Pandemic preparedness has gained high relevance throughout the SARS-CoV-2 pandemic, necessitating optimized therapeutic strategies for early phase disease management. Predicting patient-specific outcomes, particularly for novel infectious diseases with complex multimorbidity patterns, presents significant challenges due to limited availability of disease-specific patient datasets and an incomplete understanding of disease mechanisms early in the disease wave.
We propose a concept for rapid predictive modeling of disease outcomes based on the hypothesis of common disease-promoting mechanisms and leveraging transfer learning across different disease types.
Introducing the Medical Reference Space (MRS) as a unifying framework to integrate heterogeneous clinical data structures, allows us to monitor therapy response dynamics and predict individual outcomes across various diseases.
We performed a retrospective analysis on mechanically ventilated patients from intensive care units, comprising 495 COVID and 6212 non-COVID patients.
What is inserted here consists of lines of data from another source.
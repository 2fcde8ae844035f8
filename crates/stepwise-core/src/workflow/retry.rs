//! Retry policy for failing steps.
//!
//! A step that reports `success == false` is attempted again until it
//! succeeds or `max_retries + 1` attempts have been made. The delay between
//! attempts is zero unless configured, growing by a multiplier per retry and
//! capped at `max_delay`.

use std::time::Duration;

use stepwise_types::config::EngineConfig;

/// Retry budget and backoff schedule for one workflow execution.
#[derive(Debug, Clone, PartialEq)]
pub struct RetryPolicy {
    max_retries: u32,
    base_delay: Duration,
    multiplier: f64,
    max_delay: Duration,
}

impl RetryPolicy {
    /// Retry up to `max_retries` times with no delay.
    pub fn immediate(max_retries: u32) -> Self {
        Self {
            max_retries,
            base_delay: Duration::ZERO,
            multiplier: 1.0,
            max_delay: Duration::ZERO,
        }
    }

    /// Retry budget from the definition, backoff schedule from configuration.
    pub fn from_config(max_retries: u32, config: &EngineConfig) -> Self {
        Self {
            max_retries,
            base_delay: Duration::from_millis(config.retry_backoff_ms),
            multiplier: config.retry_backoff_multiplier,
            max_delay: Duration::from_millis(config.max_retry_backoff_ms),
        }
    }

    /// Total attempts allowed for a step, including the first.
    pub fn max_attempts(&self) -> u32 {
        self.max_retries.saturating_add(1)
    }

    /// Whether another attempt follows a failed `attempt` (1-based).
    pub fn should_retry(&self, attempt: u32) -> bool {
        attempt < self.max_attempts()
    }

    /// Delay to wait after failed `attempt` (1-based) before the next one.
    pub fn delay_for(&self, attempt: u32) -> Duration {
        if self.base_delay.is_zero() {
            return Duration::ZERO;
        }

        let exponent = attempt.saturating_sub(1).min(i32::MAX as u32) as i32;
        let factor = self.multiplier.max(1.0).powi(exponent);
        let millis = (self.base_delay.as_millis() as f64 * factor)
            .min(self.max_delay.as_millis() as f64);

        Duration::from_millis(millis as u64)
    }
}
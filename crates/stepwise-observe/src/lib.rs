//! Observability setup for Stepwise: structured logging with optional
//! OpenTelemetry span export.

pub mod tracing_setup;

pub use tracing_setup::{LogFormat, TracingOptions, init_tracing, shutdown_tracing};
//! Workflow domain types for Stepwise.
//!
//! Everything here is plain data: identifiers, the result a step reports back
//! to the engine, the checkpoint records the engine persists, and the status
//! and result records it hands to callers. The executable parts of a workflow
//! (step handlers, definitions) live in `stepwise-core`.

use std::collections::HashMap;
use std::fmt;
use std::str::FromStr;

use chrono::{DateTime, Utc};
use serde::{Deserialize, Serialize};
use serde_json::Value;
use uuid::Uuid;

// ---------------------------------------------------------------------------
// WorkflowId
// ---------------------------------------------------------------------------

/// Identifier of one workflow execution.
///
/// Callers may supply their own (e.g. `"invoice-2024-07"`); when absent the
/// engine generates a UUIDv7 string so ids sort by creation time.
#[derive(Debug, Clone, PartialEq, Eq, Hash, PartialOrd, Ord, Serialize, Deserialize)]
#[serde(transparent)]
pub struct WorkflowId(String);

impl WorkflowId {
    pub fn new(id: impl Into<String>) -> Self {
        Self(id.into())
    }

    /// Generate a fresh, time-sortable identifier.
    pub fn generate() -> Self {
        Self(Uuid::now_v7().to_string())
    }

    pub fn as_str(&self) -> &str {
        &self.0
    }
}

impl fmt::Display for WorkflowId {
    fn fmt(&self, f: &mut fmt::Formatter<'_>) -> fmt::Result {
        write!(f, "{}", self.0)
    }
}

impl From<&str> for WorkflowId {
    fn from(id: &str) -> Self {
        Self(id.to_string())
    }
}

impl From<String> for WorkflowId {
    fn from(id: String) -> Self {
        Self(id)
    }
}

// ---------------------------------------------------------------------------
// StepResult
// ---------------------------------------------------------------------------

/// What a single step attempt reports back to the engine.
///
/// A `success == false` result is a business failure, not an error: the
/// engine applies the retry policy to it. `state_updates` are merged into the
/// execution context only when the step succeeds.
#[derive(Debug, Clone, Default, PartialEq, Serialize, Deserialize)]
pub struct StepResult {
    pub success: bool,
    #[serde(default)]
    pub output: Value,
    #[serde(default, skip_serializing_if = "Option::is_none")]
    pub error_message: Option<String>,
    #[serde(default, skip_serializing_if = "HashMap::is_empty")]
    pub state_updates: HashMap<String, Value>,
}

impl StepResult {
    /// A successful attempt producing `output`.
    pub fn ok(output: impl Into<Value>) -> Self {
        Self {
            success: true,
            output: output.into(),
            error_message: None,
            state_updates: HashMap::new(),
        }
    }

    /// A failed attempt with the given error message.
    pub fn failed(message: impl Into<String>) -> Self {
        Self {
            success: false,
            output: Value::Null,
            error_message: Some(message.into()),
            state_updates: HashMap::new(),
        }
    }

    /// Add a key to merge into the shared state on success.
    pub fn with_update(mut self, key: impl Into<String>, value: impl Into<Value>) -> Self {
        self.state_updates.insert(key.into(), value.into());
        self
    }
}

// ---------------------------------------------------------------------------
// Checkpoints
// ---------------------------------------------------------------------------

/// Status recorded on an execution checkpoint.
#[derive(Debug, Clone, Copy, PartialEq, Eq, Hash, Serialize, Deserialize)]
#[serde(rename_all = "snake_case")]
pub enum CheckpointStatus {
    Pending,
    Running,
    Completed,
    Failed,
}

impl fmt::Display for CheckpointStatus {
    fn fmt(&self, f: &mut fmt::Formatter<'_>) -> fmt::Result {
        match self {
            CheckpointStatus::Pending => write!(f, "pending"),
            CheckpointStatus::Running => write!(f, "running"),
            CheckpointStatus::Completed => write!(f, "completed"),
            CheckpointStatus::Failed => write!(f, "failed"),
        }
    }
}

impl FromStr for CheckpointStatus {
    type Err = String;

    fn from_str(s: &str) -> Result<Self, Self::Err> {
        match s.to_lowercase().as_str() {
            "pending" => Ok(CheckpointStatus::Pending),
            "running" => Ok(CheckpointStatus::Running),
            "completed" => Ok(CheckpointStatus::Completed),
            "failed" => Ok(CheckpointStatus::Failed),
            other => Err(format!("invalid checkpoint status: '{other}'")),
        }
    }
}

/// Durable record of a step's terminal outcome.
///
/// `state_json` is the serialized execution state at that point, which is
/// enough for an external resumption mechanism to rebuild the context at the
/// last completed step. Immutable once written.
#[derive(Debug, Clone, PartialEq, Serialize, Deserialize)]
pub struct ExecutionCheckpoint {
    /// Assigned by the checkpoint store when absent.
    #[serde(default, skip_serializing_if = "Option::is_none")]
    pub checkpoint_id: Option<Uuid>,
    pub workflow_id: WorkflowId,
    pub step_number: u32,
    pub step_name: String,
    pub status: CheckpointStatus,
    pub state_json: String,
    pub timestamp: DateTime<Utc>,
}

impl ExecutionCheckpoint {
    /// Build an unsaved checkpoint stamped with the current time.
    pub fn new(
        workflow_id: WorkflowId,
        step_number: u32,
        step_name: impl Into<String>,
        status: CheckpointStatus,
        state_json: impl Into<String>,
    ) -> Self {
        Self {
            checkpoint_id: None,
            workflow_id,
            step_number,
            step_name: step_name.into(),
            status,
            state_json: state_json.into(),
            timestamp: Utc::now(),
        }
    }
}

// ---------------------------------------------------------------------------
// Status
// ---------------------------------------------------------------------------

/// Lifecycle state of a workflow as seen by status queries.
#[derive(Debug, Clone, Copy, PartialEq, Eq, Hash, Serialize, Deserialize)]
#[serde(rename_all = "snake_case")]
pub enum WorkflowState {
    NotStarted,
    Running,
    Completed,
    Failed,
    Cancelled,
}

impl WorkflowState {
    /// Whether the workflow has stopped and will not change state again.
    pub fn is_terminal(&self) -> bool {
        matches!(
            self,
            WorkflowState::Completed | WorkflowState::Failed | WorkflowState::Cancelled
        )
    }
}

impl fmt::Display for WorkflowState {
    fn fmt(&self, f: &mut fmt::Formatter<'_>) -> fmt::Result {
        match self {
            WorkflowState::NotStarted => write!(f, "not_started"),
            WorkflowState::Running => write!(f, "running"),
            WorkflowState::Completed => write!(f, "completed"),
            WorkflowState::Failed => write!(f, "failed"),
            WorkflowState::Cancelled => write!(f, "cancelled"),
        }
    }
}

/// Last known status of a workflow, cached by the engine.
#[derive(Debug, Clone, PartialEq, Serialize, Deserialize)]
pub struct WorkflowStatus {
    pub workflow_id: WorkflowId,
    pub state: WorkflowState,
    #[serde(default, skip_serializing_if = "Option::is_none")]
    pub name: Option<String>,
    pub completed_steps: u32,
    pub total_steps: u32,
    #[serde(default, skip_serializing_if = "Option::is_none")]
    pub error: Option<String>,
    pub updated_at: DateTime<Utc>,
}

impl WorkflowStatus {
    /// Status reported for a workflow id the engine has never seen.
    pub fn not_started(workflow_id: WorkflowId) -> Self {
        Self {
            workflow_id,
            state: WorkflowState::NotStarted,
            name: None,
            completed_steps: 0,
            total_steps: 0,
            error: None,
            updated_at: Utc::now(),
        }
    }
}

// ---------------------------------------------------------------------------
// Execution result
// ---------------------------------------------------------------------------

/// Aggregated outcome of one `execute` call that ran to a success or a
/// terminal step failure. Cancellation is reported as an error instead.
#[derive(Debug, Clone, PartialEq, Serialize, Deserialize)]
pub struct WorkflowExecutionResult {
    pub workflow_id: WorkflowId,
    pub success: bool,
    pub completed_steps: u32,
    pub failed_steps: u32,
    pub total_steps: u32,
    /// Output of the last step when every step succeeded, `null` otherwise.
    pub final_output: Value,
    #[serde(default, skip_serializing_if = "Option::is_none")]
    pub error_message: Option<String>,
    /// Checkpoints written during this execution, ascending by step number.
    pub checkpoints: Vec<ExecutionCheckpoint>,
}

impl WorkflowExecutionResult {
    pub fn latest_checkpoint(&self) -> Option<&ExecutionCheckpoint> {
        self.checkpoints.last()
    }
}
//! Step execution contract.
//!
//! A step is anything implementing [`StepHandler`]: a single async method
//! that reads the shared [`ExecutionContext`], observes a cancellation token,
//! and returns a [`StepResult`]. The engine may call it several times for the
//! same step number, so implementations must be safe to re-invoke.
//!
//! Follows the same pattern as the other async ports in this workspace:
//! 1. `StepHandler` uses RPITIT for ergonomic implementations
//! 2. `StepHandlerDyn` is the object-safe version with boxed futures
//! 3. A blanket impl bridges every `StepHandler` to `StepHandlerDyn`

use std::future::Future;

use futures_util::future::BoxFuture;
use stepwise_types::workflow::StepResult;
use tokio_util::sync::CancellationToken;

use super::context::ExecutionContext;

/// Execution contract for one workflow step.
pub trait StepHandler: Send + Sync {
    /// Run one attempt of the step.
    ///
    /// Long-running implementations should watch `cancel` and return early
    /// once it fires; the engine discards whatever they return in that case.
    fn execute(
        &self,
        ctx: &ExecutionContext,
        cancel: &CancellationToken,
    ) -> impl Future<Output = StepResult> + Send;
}

/// Object-safe version of [`StepHandler`] with boxed futures.
///
/// Exists so a definition can hold heterogeneous steps behind
/// `Arc<dyn StepHandlerDyn>`.
pub trait StepHandlerDyn: Send + Sync {
    fn execute_boxed<'a>(
        &'a self,
        ctx: &'a ExecutionContext,
        cancel: &'a CancellationToken,
    ) -> BoxFuture<'a, StepResult>;
}

impl<T: StepHandler> StepHandlerDyn for T {
    fn execute_boxed<'a>(
        &'a self,
        ctx: &'a ExecutionContext,
        cancel: &'a CancellationToken,
    ) -> BoxFuture<'a, StepResult> {
        Box::pin(self.execute(ctx, cancel))
    }
}

/// Adapts a closure to [`StepHandler`].
///
/// The closure receives an owned snapshot of the context and a clone of the
/// cancellation token, so the returned future can be `async move`.
pub struct FnStep<F> {
    f: F,
}

impl<F> FnStep<F> {
    pub fn new(f: F) -> Self {
        Self { f }
    }
}

impl<F, Fut> StepHandler for FnStep<F>
where
    F: Fn(ExecutionContext, CancellationToken) -> Fut + Send + Sync,
    Fut: Future<Output = StepResult> + Send,
{
    fn execute(
        &self,
        ctx: &ExecutionContext,
        cancel: &CancellationToken,
    ) -> impl Future<Output = StepResult> + Send {
        (self.f)(ctx.clone(), cancel.clone())
    }
}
The results demonstrate that MRS-based models, trained on non-COVID patients, effectively predict individual survival in COVID-19 patients, comparable to models trained exclusively on COVID data. Moreover, the MRS approach provides insights into the impact of rapidly evolving events, such as sepsis, on the predictivity of machine learning-based prognostic systems indicating conceptual limitations for patient-specific decision support systems.
Our findings highlight the potential of using retrospective patient data repositories for transfer learning as a rapid strategy for predicting disease outcomes of new evolving diseases, opening a route towards future pandemic preparedness.